Data for processing:
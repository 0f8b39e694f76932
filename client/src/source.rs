//! Rate sources: per-host HTTP access and the primary-to-fallback combinator.

use async_trait::async_trait;
use chrono::NaiveDate;
use curex_common::{CurrencyCatalog, CurrencyCode, RateDocument, WireRateDocument};
use serde::de::DeserializeOwned;
use std::sync::Arc;
use tracing::{debug, warn};

use crate::config::SourceConfig;
use crate::error::{ClientError, ClientResult};

/// Endpoint path for the currency catalog.
pub fn catalog_path() -> String {
    "/currencies.json".to_string()
}

/// Endpoint path for a per-base rate document.
pub fn rates_path(base: &CurrencyCode) -> String {
    format!("/currencies/{}.json", base.code())
}

/// A source of currency catalogs and rate documents.
#[async_trait]
pub trait RateSource: Send + Sync {
    /// Source name for logging.
    fn name(&self) -> &str;

    /// Fetch the code to display-name catalog.
    async fn catalog(&self) -> ClientResult<CurrencyCatalog>;

    /// Fetch the latest rate document for `base`.
    async fn latest(&self, base: &CurrencyCode) -> ClientResult<RateDocument>;

    /// Fetch the rate document for `base` as published on `date`.
    async fn dated(&self, base: &CurrencyCode, date: NaiveDate) -> ClientResult<RateDocument>;
}

/// One HTTP host serving the currency API.
///
/// No retries and no explicit timeout; the effective timeout is whatever
/// the transport enforces by default.
pub struct HttpRateSource {
    client: reqwest::Client,
    name: String,
    base_url: String,
    /// Versioned host template for historical snapshots, when this host
    /// publishes them.
    historical_url: Option<String>,
}

impl HttpRateSource {
    pub fn new(name: impl Into<String>, base_url: impl Into<String>) -> Self {
        Self {
            client: reqwest::Client::new(),
            name: name.into(),
            base_url: base_url.into().trim_end_matches('/').to_string(),
            historical_url: None,
        }
    }

    /// Enable historical lookups through a versioned host template with a
    /// `{date}` placeholder.
    pub fn with_historical(mut self, template: impl Into<String>) -> Self {
        self.historical_url = Some(template.into());
        self
    }

    async fn get_json<T: DeserializeOwned>(&self, url: String) -> ClientResult<T> {
        let response = self
            .client
            .get(&url)
            .send()
            .await
            .map_err(|e| ClientError::Transport {
                url: url.clone(),
                detail: e.to_string(),
            })?;

        let status = response.status();
        if status == reqwest::StatusCode::NOT_FOUND {
            return Err(ClientError::DocumentMissing { url });
        }
        if !status.is_success() {
            return Err(ClientError::Transport {
                url,
                detail: format!("unexpected status {status}"),
            });
        }

        response.json::<T>().await.map_err(|e| ClientError::Transport {
            url: url.clone(),
            detail: e.to_string(),
        })
    }
}

#[async_trait]
impl RateSource for HttpRateSource {
    fn name(&self) -> &str {
        &self.name
    }

    async fn catalog(&self) -> ClientResult<CurrencyCatalog> {
        let url = format!("{}{}", self.base_url, catalog_path());
        debug!(source = self.name(), url = %url, "Fetching currency catalog");
        self.get_json(url).await
    }

    async fn latest(&self, base: &CurrencyCode) -> ClientResult<RateDocument> {
        let url = format!("{}{}", self.base_url, rates_path(base));
        debug!(source = self.name(), url = %url, "Fetching latest rates");
        let wire: WireRateDocument = self.get_json(url).await?;
        Ok(RateDocument::from_wire(base.clone(), wire))
    }

    async fn dated(&self, base: &CurrencyCode, date: NaiveDate) -> ClientResult<RateDocument> {
        let path = rates_path(base);
        let template = self.historical_url.as_ref().ok_or_else(|| {
            ClientError::Transport {
                url: format!("{}{}", self.base_url, path),
                detail: "no versioned host configured for historical lookups".to_string(),
            }
        })?;

        let host = template.replace("{date}", &date.format("%Y-%m-%d").to_string());
        let url = format!("{}{}", host.trim_end_matches('/'), path);
        debug!(source = self.name(), url = %url, "Fetching dated rates");
        let wire: WireRateDocument = self.get_json(url).await?;
        Ok(RateDocument::from_wire(base.clone(), wire))
    }
}

/// Ordered sources: first success wins, last failure surfaces as
/// `SourceUnavailable`. There is exactly one hand-off per request, no
/// backoff and no repeated attempts.
///
/// Historical lookups are not spread across hosts; they go to the first
/// source only, preserving the live/historical asymmetry of the API.
pub struct FallbackSource {
    sources: Vec<Arc<dyn RateSource>>,
}

impl FallbackSource {
    pub fn new(sources: Vec<Arc<dyn RateSource>>) -> Self {
        Self { sources }
    }

    /// Build the primary/fallback chain from configuration. Only the
    /// primary host carries the versioned template.
    pub fn from_config(config: &SourceConfig) -> Self {
        let primary: Arc<dyn RateSource> = Arc::new(
            HttpRateSource::new("primary", &config.primary_url)
                .with_historical(&config.historical_url),
        );
        let fallback: Arc<dyn RateSource> =
            Arc::new(HttpRateSource::new("fallback", &config.fallback_url));

        Self::new(vec![primary, fallback])
    }
}

#[async_trait]
impl RateSource for FallbackSource {
    fn name(&self) -> &str {
        "fallback-chain"
    }

    async fn catalog(&self) -> ClientResult<CurrencyCatalog> {
        for source in &self.sources {
            match source.catalog().await {
                Ok(catalog) => {
                    debug!(source = source.name(), "Currency catalog fetched");
                    return Ok(catalog);
                }
                Err(e) => {
                    warn!(source = source.name(), error = %e, "Source failed, trying next");
                }
            }
        }

        Err(ClientError::SourceUnavailable {
            path: catalog_path(),
        })
    }

    async fn latest(&self, base: &CurrencyCode) -> ClientResult<RateDocument> {
        for source in &self.sources {
            match source.latest(base).await {
                Ok(document) => {
                    debug!(source = source.name(), base = %base, "Rate document fetched");
                    return Ok(document);
                }
                Err(e) => {
                    warn!(source = source.name(), base = %base, error = %e, "Source failed, trying next");
                }
            }
        }

        Err(ClientError::SourceUnavailable {
            path: rates_path(base),
        })
    }

    async fn dated(&self, base: &CurrencyCode, date: NaiveDate) -> ClientResult<RateDocument> {
        match self.sources.first() {
            Some(source) => source.dated(base, date).await,
            None => Err(ClientError::SourceUnavailable {
                path: rates_path(base),
            }),
        }
    }
}

/// In-memory rate source for tests.
#[cfg(any(test, feature = "test-utils"))]
pub struct MockRateSource {
    name: String,
    catalog: parking_lot::Mutex<Option<CurrencyCatalog>>,
    latest_docs: dashmap::DashMap<String, RateDocument>,
    dated_docs: dashmap::DashMap<(String, NaiveDate), RateDocument>,
    fail_dates: dashmap::DashMap<NaiveDate, ()>,
    requests: parking_lot::Mutex<Vec<String>>,
    fail_all: bool,
}

#[cfg(any(test, feature = "test-utils"))]
impl MockRateSource {
    pub fn new(name: impl Into<String>) -> Self {
        Self {
            name: name.into(),
            catalog: parking_lot::Mutex::new(None),
            latest_docs: dashmap::DashMap::new(),
            dated_docs: dashmap::DashMap::new(),
            fail_dates: dashmap::DashMap::new(),
            requests: parking_lot::Mutex::new(Vec::new()),
            fail_all: false,
        }
    }

    /// A source whose every request fails at the transport level.
    pub fn failing(name: impl Into<String>) -> Self {
        let mut source = Self::new(name);
        source.fail_all = true;
        source
    }

    pub fn set_catalog(&self, catalog: CurrencyCatalog) {
        *self.catalog.lock() = Some(catalog);
    }

    /// Serve `document` for latest-rate requests on its base.
    pub fn set_latest(&self, document: RateDocument) {
        self.latest_docs
            .insert(document.base.code().to_string(), document);
    }

    /// Serve `document` for dated requests on its (base, date).
    pub fn set_dated(&self, document: RateDocument) {
        self.dated_docs.insert(
            (document.base.code().to_string(), document.date),
            document,
        );
    }

    /// Inject a transport failure for one historical day.
    pub fn fail_on(&self, date: NaiveDate) {
        self.fail_dates.insert(date, ());
    }

    /// Logical paths requested so far, in order.
    pub fn requests(&self) -> Vec<String> {
        self.requests.lock().clone()
    }

    fn record(&self, path: &str) {
        self.requests.lock().push(path.to_string());
    }

    fn transport_failure(&self, path: &str) -> ClientError {
        ClientError::Transport {
            url: format!("mock://{}{}", self.name, path),
            detail: "injected failure".to_string(),
        }
    }

    fn missing(&self, path: &str) -> ClientError {
        ClientError::DocumentMissing {
            url: format!("mock://{}{}", self.name, path),
        }
    }
}

#[cfg(any(test, feature = "test-utils"))]
#[async_trait]
impl RateSource for MockRateSource {
    fn name(&self) -> &str {
        &self.name
    }

    async fn catalog(&self) -> ClientResult<CurrencyCatalog> {
        let path = catalog_path();
        self.record(&path);
        if self.fail_all {
            return Err(self.transport_failure(&path));
        }
        self.catalog.lock().clone().ok_or_else(|| self.missing(&path))
    }

    async fn latest(&self, base: &CurrencyCode) -> ClientResult<RateDocument> {
        let path = rates_path(base);
        self.record(&path);
        if self.fail_all {
            return Err(self.transport_failure(&path));
        }
        self.latest_docs
            .get(base.code())
            .map(|doc| doc.clone())
            .ok_or_else(|| self.missing(&path))
    }

    async fn dated(&self, base: &CurrencyCode, date: NaiveDate) -> ClientResult<RateDocument> {
        let path = format!("{}@{}", rates_path(base), date);
        self.record(&path);
        if self.fail_all || self.fail_dates.contains_key(&date) {
            return Err(self.transport_failure(&path));
        }
        self.dated_docs
            .get(&(base.code().to_string(), date))
            .map(|doc| doc.clone())
            .ok_or_else(|| self.missing(&path))
    }
}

Work task: Write only the number of lines in the data where the word "HttpRateSource" occurs.

Finished task: 5